**Input**
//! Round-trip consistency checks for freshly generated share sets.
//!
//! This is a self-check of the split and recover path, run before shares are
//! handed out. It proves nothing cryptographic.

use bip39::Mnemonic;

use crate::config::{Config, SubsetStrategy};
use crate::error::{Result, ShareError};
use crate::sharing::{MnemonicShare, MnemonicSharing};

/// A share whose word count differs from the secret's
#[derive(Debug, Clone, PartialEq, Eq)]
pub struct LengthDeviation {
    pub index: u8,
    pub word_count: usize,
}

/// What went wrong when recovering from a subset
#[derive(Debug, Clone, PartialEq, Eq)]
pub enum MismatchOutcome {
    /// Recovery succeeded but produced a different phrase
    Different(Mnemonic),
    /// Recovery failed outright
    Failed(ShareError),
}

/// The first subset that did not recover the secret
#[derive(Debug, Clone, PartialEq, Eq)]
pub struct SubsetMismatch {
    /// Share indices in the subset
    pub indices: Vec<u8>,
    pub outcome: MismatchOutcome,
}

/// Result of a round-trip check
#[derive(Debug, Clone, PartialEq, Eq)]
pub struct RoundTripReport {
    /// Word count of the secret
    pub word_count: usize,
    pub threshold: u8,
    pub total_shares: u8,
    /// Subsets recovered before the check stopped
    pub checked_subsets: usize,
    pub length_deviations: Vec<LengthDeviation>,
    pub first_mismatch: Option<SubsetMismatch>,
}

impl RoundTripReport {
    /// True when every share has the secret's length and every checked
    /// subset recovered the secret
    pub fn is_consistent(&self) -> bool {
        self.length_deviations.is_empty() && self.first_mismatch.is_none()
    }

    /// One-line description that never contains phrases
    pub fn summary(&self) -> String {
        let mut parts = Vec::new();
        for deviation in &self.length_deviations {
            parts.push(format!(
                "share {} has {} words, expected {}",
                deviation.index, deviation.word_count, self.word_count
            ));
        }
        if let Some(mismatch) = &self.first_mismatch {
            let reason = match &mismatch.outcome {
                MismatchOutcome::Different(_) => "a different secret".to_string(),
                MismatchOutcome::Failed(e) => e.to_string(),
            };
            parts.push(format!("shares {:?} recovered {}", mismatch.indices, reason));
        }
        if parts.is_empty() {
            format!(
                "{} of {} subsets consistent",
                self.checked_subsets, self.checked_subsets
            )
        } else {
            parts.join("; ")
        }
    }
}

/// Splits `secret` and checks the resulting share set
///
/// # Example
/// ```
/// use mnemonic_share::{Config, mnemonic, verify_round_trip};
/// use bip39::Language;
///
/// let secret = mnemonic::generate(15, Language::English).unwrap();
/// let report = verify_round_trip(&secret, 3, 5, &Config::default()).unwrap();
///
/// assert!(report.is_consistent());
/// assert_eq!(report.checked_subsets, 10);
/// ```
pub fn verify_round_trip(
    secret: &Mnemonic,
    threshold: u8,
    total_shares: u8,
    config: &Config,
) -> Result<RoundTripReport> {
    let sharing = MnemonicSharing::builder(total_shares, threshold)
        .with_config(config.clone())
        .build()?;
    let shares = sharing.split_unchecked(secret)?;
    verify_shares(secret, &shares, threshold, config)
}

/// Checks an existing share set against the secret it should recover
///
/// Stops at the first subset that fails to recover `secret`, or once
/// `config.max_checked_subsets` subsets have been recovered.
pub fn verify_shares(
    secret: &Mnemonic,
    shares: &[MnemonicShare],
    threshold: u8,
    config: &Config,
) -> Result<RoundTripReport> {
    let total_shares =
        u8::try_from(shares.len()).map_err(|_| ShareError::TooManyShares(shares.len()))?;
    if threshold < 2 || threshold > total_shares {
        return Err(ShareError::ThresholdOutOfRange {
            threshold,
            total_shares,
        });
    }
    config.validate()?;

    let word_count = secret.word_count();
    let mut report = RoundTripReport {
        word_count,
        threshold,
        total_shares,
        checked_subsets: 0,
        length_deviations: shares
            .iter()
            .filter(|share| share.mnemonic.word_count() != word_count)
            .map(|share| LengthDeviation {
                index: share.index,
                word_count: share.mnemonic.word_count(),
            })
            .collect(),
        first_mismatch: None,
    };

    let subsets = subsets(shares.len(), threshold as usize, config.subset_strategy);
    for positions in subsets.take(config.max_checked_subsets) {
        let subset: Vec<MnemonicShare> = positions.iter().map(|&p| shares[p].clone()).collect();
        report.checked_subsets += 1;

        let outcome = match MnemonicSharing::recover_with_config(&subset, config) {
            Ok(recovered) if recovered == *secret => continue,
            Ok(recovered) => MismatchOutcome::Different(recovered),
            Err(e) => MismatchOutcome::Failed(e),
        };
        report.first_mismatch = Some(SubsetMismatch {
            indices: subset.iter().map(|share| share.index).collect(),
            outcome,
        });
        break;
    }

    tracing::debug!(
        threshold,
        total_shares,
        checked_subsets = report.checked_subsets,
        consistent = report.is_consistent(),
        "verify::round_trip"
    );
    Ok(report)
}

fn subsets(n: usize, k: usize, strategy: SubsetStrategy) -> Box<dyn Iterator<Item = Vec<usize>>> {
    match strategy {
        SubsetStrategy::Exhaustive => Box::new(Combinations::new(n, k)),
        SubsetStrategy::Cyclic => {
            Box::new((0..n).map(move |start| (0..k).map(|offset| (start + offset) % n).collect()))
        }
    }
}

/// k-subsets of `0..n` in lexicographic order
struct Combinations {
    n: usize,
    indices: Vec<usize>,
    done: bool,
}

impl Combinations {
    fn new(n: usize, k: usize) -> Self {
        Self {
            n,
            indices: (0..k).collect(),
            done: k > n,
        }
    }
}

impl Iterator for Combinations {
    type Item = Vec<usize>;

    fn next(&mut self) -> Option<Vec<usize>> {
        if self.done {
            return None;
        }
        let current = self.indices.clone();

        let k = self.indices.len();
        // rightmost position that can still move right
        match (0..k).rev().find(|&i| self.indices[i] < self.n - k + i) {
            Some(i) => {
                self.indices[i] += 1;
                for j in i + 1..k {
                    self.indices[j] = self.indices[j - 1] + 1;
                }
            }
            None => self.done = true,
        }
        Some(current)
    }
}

==

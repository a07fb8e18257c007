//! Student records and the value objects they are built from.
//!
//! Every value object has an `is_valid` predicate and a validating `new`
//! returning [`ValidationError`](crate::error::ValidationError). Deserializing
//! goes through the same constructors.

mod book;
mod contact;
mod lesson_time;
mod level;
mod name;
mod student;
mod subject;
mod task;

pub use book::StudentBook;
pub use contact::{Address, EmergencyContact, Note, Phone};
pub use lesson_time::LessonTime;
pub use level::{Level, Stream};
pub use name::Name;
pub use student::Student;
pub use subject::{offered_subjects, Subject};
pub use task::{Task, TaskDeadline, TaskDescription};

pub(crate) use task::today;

...

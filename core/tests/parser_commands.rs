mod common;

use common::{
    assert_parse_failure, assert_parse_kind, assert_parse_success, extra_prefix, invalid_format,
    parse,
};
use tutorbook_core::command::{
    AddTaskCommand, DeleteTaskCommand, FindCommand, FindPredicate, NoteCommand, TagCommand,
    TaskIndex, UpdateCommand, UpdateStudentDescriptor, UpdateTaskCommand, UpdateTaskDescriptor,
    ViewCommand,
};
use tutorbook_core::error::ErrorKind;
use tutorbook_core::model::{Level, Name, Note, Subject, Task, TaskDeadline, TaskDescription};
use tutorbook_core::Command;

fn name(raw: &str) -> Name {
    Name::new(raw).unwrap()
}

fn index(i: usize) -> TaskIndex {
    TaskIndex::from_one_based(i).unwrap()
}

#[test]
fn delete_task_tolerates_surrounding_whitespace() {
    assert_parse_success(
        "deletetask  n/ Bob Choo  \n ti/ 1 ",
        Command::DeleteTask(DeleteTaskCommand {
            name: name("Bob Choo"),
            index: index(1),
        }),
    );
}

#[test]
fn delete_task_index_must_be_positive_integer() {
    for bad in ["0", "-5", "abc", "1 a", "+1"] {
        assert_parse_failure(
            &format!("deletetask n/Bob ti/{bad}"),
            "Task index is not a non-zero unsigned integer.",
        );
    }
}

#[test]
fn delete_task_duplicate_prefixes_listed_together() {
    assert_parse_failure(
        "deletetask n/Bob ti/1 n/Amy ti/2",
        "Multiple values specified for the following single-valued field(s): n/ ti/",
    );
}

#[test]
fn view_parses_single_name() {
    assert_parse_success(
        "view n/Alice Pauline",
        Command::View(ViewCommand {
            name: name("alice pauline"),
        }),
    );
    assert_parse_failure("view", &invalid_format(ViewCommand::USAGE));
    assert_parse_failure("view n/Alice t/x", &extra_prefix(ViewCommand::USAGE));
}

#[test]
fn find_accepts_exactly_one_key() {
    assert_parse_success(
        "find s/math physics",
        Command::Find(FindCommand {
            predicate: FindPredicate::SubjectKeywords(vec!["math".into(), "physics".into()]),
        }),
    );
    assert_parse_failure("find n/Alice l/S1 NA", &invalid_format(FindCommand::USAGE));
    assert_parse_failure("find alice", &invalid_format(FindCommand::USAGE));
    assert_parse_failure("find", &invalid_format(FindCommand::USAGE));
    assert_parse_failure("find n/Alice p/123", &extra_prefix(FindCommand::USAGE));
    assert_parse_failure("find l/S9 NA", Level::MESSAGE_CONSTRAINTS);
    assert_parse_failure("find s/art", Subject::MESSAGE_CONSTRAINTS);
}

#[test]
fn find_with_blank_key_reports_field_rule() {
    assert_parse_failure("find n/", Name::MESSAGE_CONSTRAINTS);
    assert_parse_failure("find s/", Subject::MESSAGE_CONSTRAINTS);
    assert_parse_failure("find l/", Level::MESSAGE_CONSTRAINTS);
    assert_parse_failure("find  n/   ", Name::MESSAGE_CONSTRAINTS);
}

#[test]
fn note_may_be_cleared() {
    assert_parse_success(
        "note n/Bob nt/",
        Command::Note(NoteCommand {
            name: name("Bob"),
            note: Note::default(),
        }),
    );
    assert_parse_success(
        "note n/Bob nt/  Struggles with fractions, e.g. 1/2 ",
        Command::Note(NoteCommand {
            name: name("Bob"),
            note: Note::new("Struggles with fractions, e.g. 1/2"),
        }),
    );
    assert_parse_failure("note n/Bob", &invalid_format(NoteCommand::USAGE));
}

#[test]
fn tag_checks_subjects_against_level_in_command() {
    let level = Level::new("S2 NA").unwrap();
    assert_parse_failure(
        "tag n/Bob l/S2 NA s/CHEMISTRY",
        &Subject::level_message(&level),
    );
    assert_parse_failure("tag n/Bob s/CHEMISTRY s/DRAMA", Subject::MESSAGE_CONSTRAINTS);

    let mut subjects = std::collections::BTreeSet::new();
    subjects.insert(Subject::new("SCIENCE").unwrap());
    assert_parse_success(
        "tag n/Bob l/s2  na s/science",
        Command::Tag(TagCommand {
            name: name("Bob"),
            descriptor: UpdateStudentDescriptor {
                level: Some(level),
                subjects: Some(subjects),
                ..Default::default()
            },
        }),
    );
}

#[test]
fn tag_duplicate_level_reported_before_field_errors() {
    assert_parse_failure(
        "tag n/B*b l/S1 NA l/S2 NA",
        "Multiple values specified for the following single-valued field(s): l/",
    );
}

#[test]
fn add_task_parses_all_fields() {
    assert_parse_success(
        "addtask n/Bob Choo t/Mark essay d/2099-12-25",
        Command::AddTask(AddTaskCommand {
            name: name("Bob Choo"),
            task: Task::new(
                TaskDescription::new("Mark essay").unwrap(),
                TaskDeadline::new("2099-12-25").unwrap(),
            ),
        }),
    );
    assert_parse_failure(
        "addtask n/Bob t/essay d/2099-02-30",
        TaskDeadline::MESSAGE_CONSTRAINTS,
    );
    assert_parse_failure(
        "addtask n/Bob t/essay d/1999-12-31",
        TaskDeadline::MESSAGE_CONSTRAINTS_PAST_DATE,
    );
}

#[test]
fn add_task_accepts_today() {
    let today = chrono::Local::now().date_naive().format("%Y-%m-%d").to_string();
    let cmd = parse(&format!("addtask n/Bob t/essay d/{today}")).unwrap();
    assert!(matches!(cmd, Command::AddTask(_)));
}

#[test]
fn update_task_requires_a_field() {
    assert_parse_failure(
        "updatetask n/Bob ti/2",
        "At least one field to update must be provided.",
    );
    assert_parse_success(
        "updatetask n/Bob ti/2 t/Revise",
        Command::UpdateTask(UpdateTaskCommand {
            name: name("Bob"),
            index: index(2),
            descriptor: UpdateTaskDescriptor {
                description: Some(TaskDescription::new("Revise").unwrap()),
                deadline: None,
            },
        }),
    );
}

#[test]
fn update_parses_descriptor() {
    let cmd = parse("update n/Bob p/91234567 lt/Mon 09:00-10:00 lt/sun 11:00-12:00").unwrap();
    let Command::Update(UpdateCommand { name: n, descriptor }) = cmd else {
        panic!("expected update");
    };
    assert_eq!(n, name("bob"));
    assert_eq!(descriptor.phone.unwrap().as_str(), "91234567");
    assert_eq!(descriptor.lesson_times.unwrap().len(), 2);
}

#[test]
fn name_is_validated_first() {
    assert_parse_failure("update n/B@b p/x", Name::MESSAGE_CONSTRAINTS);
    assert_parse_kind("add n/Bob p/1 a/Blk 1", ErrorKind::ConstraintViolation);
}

**Your assignment**
Wherever the string "UpdateCommand" occurs in the data, copy the line that holds it.

**Reply to the exercise**
    TaskIndex, UpdateCommand, UpdateStudentDescriptor, UpdateTaskCommand, UpdateTaskDescriptor,
    let Command::Update(UpdateCommand { name: n, descriptor }) = cmd else {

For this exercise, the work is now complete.